*** Opening of Recorded data ***

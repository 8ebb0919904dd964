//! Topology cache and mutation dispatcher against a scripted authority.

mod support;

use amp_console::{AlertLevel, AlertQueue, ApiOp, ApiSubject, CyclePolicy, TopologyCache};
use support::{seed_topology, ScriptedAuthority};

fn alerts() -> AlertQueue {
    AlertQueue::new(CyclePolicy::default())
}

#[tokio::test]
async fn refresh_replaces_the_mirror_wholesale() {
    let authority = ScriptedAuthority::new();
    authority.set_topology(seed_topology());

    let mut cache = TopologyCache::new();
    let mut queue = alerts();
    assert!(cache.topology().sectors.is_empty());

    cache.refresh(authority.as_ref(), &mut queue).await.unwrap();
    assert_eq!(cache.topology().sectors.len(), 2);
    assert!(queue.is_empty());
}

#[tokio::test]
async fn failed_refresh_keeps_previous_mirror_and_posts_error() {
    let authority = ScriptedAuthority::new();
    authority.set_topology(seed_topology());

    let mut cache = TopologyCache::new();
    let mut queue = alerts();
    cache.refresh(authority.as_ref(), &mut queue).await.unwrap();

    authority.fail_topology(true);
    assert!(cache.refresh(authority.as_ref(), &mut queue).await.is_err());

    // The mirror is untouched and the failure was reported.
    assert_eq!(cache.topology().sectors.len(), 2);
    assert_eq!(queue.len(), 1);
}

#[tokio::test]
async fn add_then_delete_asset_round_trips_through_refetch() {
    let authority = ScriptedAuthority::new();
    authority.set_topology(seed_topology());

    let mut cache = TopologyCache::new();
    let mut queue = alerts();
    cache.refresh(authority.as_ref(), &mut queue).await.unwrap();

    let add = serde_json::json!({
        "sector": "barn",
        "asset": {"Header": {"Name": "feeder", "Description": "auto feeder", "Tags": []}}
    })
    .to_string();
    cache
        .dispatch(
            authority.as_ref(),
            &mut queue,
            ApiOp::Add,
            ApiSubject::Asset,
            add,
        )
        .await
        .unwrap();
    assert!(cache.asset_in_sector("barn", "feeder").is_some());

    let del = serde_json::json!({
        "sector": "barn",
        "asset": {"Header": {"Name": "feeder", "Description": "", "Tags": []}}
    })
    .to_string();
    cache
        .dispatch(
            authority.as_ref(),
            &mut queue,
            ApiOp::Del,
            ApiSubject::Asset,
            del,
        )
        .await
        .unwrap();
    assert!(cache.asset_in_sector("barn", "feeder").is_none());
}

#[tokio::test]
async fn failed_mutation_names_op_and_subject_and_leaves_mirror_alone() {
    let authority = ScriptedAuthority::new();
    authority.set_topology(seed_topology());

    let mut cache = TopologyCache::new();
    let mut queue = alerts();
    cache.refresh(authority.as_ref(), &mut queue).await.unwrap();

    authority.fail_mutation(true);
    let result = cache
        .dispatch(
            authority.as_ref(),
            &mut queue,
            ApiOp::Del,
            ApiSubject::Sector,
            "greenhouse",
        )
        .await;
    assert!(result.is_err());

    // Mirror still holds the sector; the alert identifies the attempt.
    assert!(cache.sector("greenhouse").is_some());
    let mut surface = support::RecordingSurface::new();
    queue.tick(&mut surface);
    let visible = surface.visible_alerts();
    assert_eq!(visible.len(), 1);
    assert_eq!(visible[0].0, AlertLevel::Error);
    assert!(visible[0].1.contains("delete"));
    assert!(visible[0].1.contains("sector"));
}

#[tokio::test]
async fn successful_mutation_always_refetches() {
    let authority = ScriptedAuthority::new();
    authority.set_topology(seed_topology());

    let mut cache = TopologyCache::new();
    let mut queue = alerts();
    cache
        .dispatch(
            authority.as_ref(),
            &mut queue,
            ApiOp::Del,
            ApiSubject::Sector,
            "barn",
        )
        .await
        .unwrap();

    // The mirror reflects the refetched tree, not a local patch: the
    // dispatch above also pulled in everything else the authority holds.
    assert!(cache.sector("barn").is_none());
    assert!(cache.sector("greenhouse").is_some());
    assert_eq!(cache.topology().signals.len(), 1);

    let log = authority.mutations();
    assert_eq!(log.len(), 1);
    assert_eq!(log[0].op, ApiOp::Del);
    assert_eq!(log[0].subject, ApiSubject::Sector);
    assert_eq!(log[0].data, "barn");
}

*** Close of Recorded data ***
*** Opening of Recorded data ***

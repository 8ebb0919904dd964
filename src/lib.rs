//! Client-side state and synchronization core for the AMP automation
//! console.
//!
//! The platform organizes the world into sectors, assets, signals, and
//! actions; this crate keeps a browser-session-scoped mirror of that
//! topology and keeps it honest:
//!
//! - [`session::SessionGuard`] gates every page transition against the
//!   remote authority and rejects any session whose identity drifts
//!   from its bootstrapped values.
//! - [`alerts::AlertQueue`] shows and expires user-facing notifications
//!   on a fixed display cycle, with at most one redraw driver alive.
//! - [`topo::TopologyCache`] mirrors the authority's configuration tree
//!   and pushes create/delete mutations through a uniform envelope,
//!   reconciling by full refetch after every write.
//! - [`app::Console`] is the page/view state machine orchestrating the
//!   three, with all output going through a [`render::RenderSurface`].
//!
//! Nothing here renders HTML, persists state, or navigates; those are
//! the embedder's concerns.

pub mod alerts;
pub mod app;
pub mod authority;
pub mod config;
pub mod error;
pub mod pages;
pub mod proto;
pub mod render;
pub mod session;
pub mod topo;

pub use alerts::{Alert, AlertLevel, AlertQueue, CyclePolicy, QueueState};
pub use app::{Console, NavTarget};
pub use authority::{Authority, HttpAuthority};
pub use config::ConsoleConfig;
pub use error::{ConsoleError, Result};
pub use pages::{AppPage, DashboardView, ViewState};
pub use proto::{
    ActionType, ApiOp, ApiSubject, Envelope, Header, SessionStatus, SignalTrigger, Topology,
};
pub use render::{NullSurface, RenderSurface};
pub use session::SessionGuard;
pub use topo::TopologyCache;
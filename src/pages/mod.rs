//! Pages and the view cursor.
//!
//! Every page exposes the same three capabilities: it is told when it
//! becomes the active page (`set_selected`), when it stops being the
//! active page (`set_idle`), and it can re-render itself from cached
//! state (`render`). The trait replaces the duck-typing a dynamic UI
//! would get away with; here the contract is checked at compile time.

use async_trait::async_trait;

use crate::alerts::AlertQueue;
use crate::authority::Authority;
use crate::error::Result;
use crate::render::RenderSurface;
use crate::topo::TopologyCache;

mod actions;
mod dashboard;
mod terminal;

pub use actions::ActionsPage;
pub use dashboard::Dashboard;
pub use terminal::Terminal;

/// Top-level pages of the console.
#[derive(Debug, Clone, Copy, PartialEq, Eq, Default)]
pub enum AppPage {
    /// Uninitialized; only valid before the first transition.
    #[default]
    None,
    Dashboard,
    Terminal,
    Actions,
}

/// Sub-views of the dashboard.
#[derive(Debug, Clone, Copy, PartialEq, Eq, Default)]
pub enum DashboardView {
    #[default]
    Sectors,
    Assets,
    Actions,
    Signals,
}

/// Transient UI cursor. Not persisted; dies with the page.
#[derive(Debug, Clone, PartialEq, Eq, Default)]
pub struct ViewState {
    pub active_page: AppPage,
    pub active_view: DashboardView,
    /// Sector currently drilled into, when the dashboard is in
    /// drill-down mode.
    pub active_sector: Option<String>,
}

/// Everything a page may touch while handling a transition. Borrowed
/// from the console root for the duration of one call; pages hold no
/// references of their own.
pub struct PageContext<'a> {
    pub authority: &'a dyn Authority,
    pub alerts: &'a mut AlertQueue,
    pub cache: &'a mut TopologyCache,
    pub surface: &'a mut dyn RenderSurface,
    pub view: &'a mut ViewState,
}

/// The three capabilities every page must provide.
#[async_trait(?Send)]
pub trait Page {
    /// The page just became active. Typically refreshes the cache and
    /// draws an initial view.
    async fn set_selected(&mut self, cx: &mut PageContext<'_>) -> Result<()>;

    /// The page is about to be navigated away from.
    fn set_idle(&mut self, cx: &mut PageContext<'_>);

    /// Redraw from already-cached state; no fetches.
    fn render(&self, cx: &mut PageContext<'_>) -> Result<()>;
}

*** Close of Recorded data ***

The answer must be every line from the records above that contains "AlertQueue".

### Answer:
use amp_console::{AlertLevel, AlertQueue, ApiOp, ApiSubject, CyclePolicy, TopologyCache};
fn alerts() -> AlertQueue {
    AlertQueue::new(CyclePolicy::default())
//! - [`alerts::AlertQueue`] shows and expires user-facing notifications
pub use alerts::{Alert, AlertLevel, AlertQueue, CyclePolicy, QueueState};
use crate::alerts::AlertQueue;
    pub alerts: &'a mut AlertQueue,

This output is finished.